Personal information
- Full name: Vladimir Petković
- Date of birth: 15 August 1963 (age 63)
- Place of birth: Sarajevo, SR Bosnia and Herzegovina, SFR Yugoslavia
- Height: 1.90 m (6 ft 3 in)
- Position: Midfielder

Youth career
- 0000–1978: Igman Ilidža
- 1978–1981: Sarajevo

Senior career*
- Years: Team / Apps / (Gls)
- 1981–1984: Sarajevo / 8 / (0)
- 1984–1985: Rudar Prijedor / 15 / (7)
- 1985: Sarajevo / 2 / (0)
- 1985–1986: Koper / 14 / (4)
- 1986–1987: Sarajevo / 17 / (3)
- 1987–1988: Chur 97
- 1988–1989: Sion / 6 / (0)
- 1989–1990: Martigny-Sports / 31 / (8)
- 1990–1993: Chur 97 / 87 / (19)
- 1993–1996: Bellinzona / 63 / (8)
- 1996–1997: Locarno / 32 / (3)
- 1997–1998: Bellinzona
- 1998–1999: Buochs
- Total:  / 275 / (52)

Managerial career
- 1997–1998: Bellinzona (player-manager)
- 1999–2004: Malcantone Agno
- 2004–2005: Lugano
- 2005–2008: Bellinzona
- 2008–2011: Young Boys
- 2011–2012: Samsunspor
- 2012: Sion
- 2012–2014: Lazio
- 2014–2021: Switzerland
- 2021–2022: Bordeaux
- 2024–2026: Algeria

= Vladimir Petković =

Bosnian football manager (born 1963)

Vladimir Petković (/hr/; born 15 August 1963) is a Bosnian professional football manager and former player.
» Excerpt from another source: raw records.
use std::fmt;
use std::str::FromStr;

use serde::{Deserialize, Serialize};

use crate::error::UpdaterError;
use crate::release::AssetFilter;

/// OS family the launcher runs on. Selects between the native auto-update
/// path and the manual download path, and which release asset to offer.
#[derive(Debug, Clone, Copy, PartialEq, Eq, Serialize, Deserialize)]
#[serde(rename_all = "lowercase")]
pub enum Platform {
    Windows,
    #[serde(rename = "macos")]
    MacOs,
    Linux,
}

impl Platform {
    /// Platform of the running binary. Unknown OSes are treated as Linux.
    pub fn current() -> Self {
        Self::from_os(std::env::consts::OS)
    }

    pub fn from_os(os: &str) -> Self {
        match os {
            "windows" => Platform::Windows,
            "macos" => Platform::MacOs,
            _ => Platform::Linux,
        }
    }

    /// Whether the external updater installs updates in-process here.
    pub fn supports_native_update(self) -> bool {
        matches!(self, Platform::Windows)
    }

    /// Asset filter for the manual download path. `None` on the native
    /// update platform, which never consults the release list this way.
    pub fn manual_asset_filter(self) -> Option<AssetFilter> {
        match self {
            Platform::Windows => None,
            Platform::MacOs => Some(AssetFilter::new("mac", ".dmg")),
            Platform::Linux => Some(AssetFilter::new("linux", ".appimage")),
        }
    }

    pub fn as_str(self) -> &'static str {
        match self {
            Platform::Windows => "windows",
            Platform::MacOs => "macos",
            Platform::Linux => "linux",
        }
    }
}

impl fmt::Display for Platform {
    fn fmt(&self, f: &mut fmt::Formatter<'_>) -> fmt::Result {
        f.write_str(self.as_str())
    }
}

impl FromStr for Platform {
    type Err = UpdaterError;

    fn from_str(s: &str) -> Result<Self, Self::Err> {
        match s.trim().to_ascii_lowercase().as_str() {
            "windows" | "win32" | "win" => Ok(Platform::Windows),
            "macos" | "darwin" | "mac" => Ok(Platform::MacOs),
            "linux" => Ok(Platform::Linux),
            other => Err(UpdaterError::Config(format!("unknown platform `{other}`"))),
        }
    }
}
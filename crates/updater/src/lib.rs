//! Startup update orchestration for the splash launcher.
//!
//! The splash window checks for updates before handing over to the main
//! application. An external updater reports its verdict on a single event
//! channel; the [`UpdateOrchestrator`] reacts by starting a native update,
//! offering a manual download resolved from the public release feed, or
//! querying the maintenance status. Every run ends by launching the main
//! window or by showing a message with a short countdown.
//!
//! ```ignore
//! use std::sync::Arc;
//! use splash_updater::*;
//!
//! # async fn demo(host: Arc<dyn LauncherHost>) -> splash_updater::Result<()> {
//! let config = LauncherConfig::load(None)?;
//! let log = TracingLog::shared();
//! let http = TimedHttpClient::builder().log(log.clone()).build()?;
//! let fetcher: Arc<dyn HttpFetcher> = Arc::new(http.clone());
//! let releases = ReleaseApi::new(fetcher.clone(), &config.api_root, config.fetch_timeout_duration());
//!
//! let (events, inbox) = launcher_channel();
//! let updater = ReleaseFeedUpdater::new(
//!     releases.clone(),
//!     http.http_client().clone(),
//!     &config.repository_url,
//!     semver::Version::parse(env!("CARGO_PKG_VERSION"))?,
//!     events.clone(),
//!     log.clone(),
//! );
//! let maintenance = HttpMaintenanceStatus::new(fetcher, config.status_url.clone(), config.fetch_timeout_duration());
//!
//! let orchestrator = UpdateOrchestrator::new(&config, Collaborators {
//!     updater: Arc::new(updater),
//!     maintenance: Arc::new(maintenance),
//!     host,
//!     releases,
//!     log,
//! });
//! let controller = LauncherController::launch(orchestrator, inbox);
//! match controller.wait().await? {
//!     Outcome::Launched => println!("main window open"),
//!     Outcome::ShutDown { message } => println!("closed: {message}"),
//! }
//! # Ok(())
//! # }
//! ```

mod config;
mod countdown;
mod error;
mod events;
mod feed;
mod fetcher;
mod host;
mod logging;
mod maintenance;
mod orchestrator;
mod platform;
mod progress;
mod release;
mod release_api;

pub use config::{
    LauncherConfig, ENV_DEV_TOOLS, ENV_FETCH_TIMEOUT_MS, ENV_PLATFORM, ENV_REPOSITORY_URL,
    ENV_STATUS_URL,
};
pub use countdown::{Countdown, DEFAULT_COUNTDOWN_SECS};
pub use error::{Result, UpdaterError};
pub use events::{launcher_channel, EventInbox, EventSender, LauncherEvent};
pub use feed::{native_installer_filter, ReleaseFeedUpdater, UpdateSource};
pub use fetcher::{
    FetchedBody, HttpFetcher, TimedHttpClient, TimedHttpClientBuilder, DEFAULT_FETCH_TIMEOUT,
};
pub use host::LauncherHost;
pub use logging::{EventLog, LogEntry, LogLevel, MemoryLog, TracingLog};
pub use maintenance::{HttpMaintenanceStatus, LauncherStatus, MaintenanceStatus};
pub use orchestrator::{
    Collaborators, DownloadStatus, LauncherController, OrchestratorState, Outcome,
    UpdateOrchestrator, MSG_DOWNLOADING, MSG_INSTALLING, MSG_MAINTENANCE, MSG_NO_ASSET,
    MSG_OFFLINE, MSG_UPDATER_GONE, STATUS_CHECKING, STATUS_READY_TO_DOWNLOAD, STATUS_STARTING,
    STATUS_UPDATE_AVAILABLE,
};
pub use platform::Platform;
pub use progress::{estimate, Eta, ProgressSample, RemainingTime, TransferEstimate};
pub use release::{select_asset, AssetFilter, Release, ReleaseAsset, RepositoryCoordinates};
pub use release_api::ReleaseApi;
He last served as the coach of the Algeria national team. He was previously manager of French side Bordeaux, the Switzerland national team, a string of Swiss clubs, Turkish club Samsunspor, and Italian club Lazio.

Petković is from Sarajevo, Bosnia and Herzegovina. He holds Bosnian, Swiss and Croatian passports.

==Early life==
Petković was born in Sarajevo, SFR Yugoslavia, modern-day Bosnia and Herzegovina, in 1963 to a Bosnian Croat family. He is a naturalized Swiss and holds Bosnian, Swiss and Croatian passports. His parents worked in education and due to the family's frequent moving, Petković changed schools several times. They first lived in Vrelo Bosne and then when he was five years old, in Hadžići near Sarajevo.

==Playing career==
A midfielder with good technique, Petković started playing football in Ilidža as an eleven-year-old before joining the youth sector of his hometown side FK Sarajevo as a fifteen-year-old.

He remained at FK Sarajevo and began his professional career there in the early 1980s. Petković made only a handful of appearances in a strong Sarajevo side led on the pitch by Bosnian Safet Sušić. Petković was a part of the Sarajevo side that won the 1984–85 Yugoslav First League, but made only two league appearances for them. His time at Sarajevo was interrupted by two brief stints elsewhere: first, a successful time with Rudar Prijedor where Petković showed good scoring ability; and then a less successful season in the Yugoslav Second League with a poor NK Koper side which was relegated after finishing last.

Petković emigrated from Yugoslavia in 1987, leaving FK Sarajevo and moving permanently to Switzerland, where he joined second division club Chur 97. After a season with Chur, Petković moved to the Swiss top division, joining a strong Sion side. Sion achieved a third-place finish in the Nationalliga but Petković left the club at the end of the season after only making six league appearances.

After leaving Sion, Petković moved back into the lower tiers, first joining Martigny-Sports before returning to his first Swiss club, Chur 97. Petković enjoyed a career as a regular goalscoring midfielder in the Swiss second division, which included two more stints at Bellinzona and Lugano.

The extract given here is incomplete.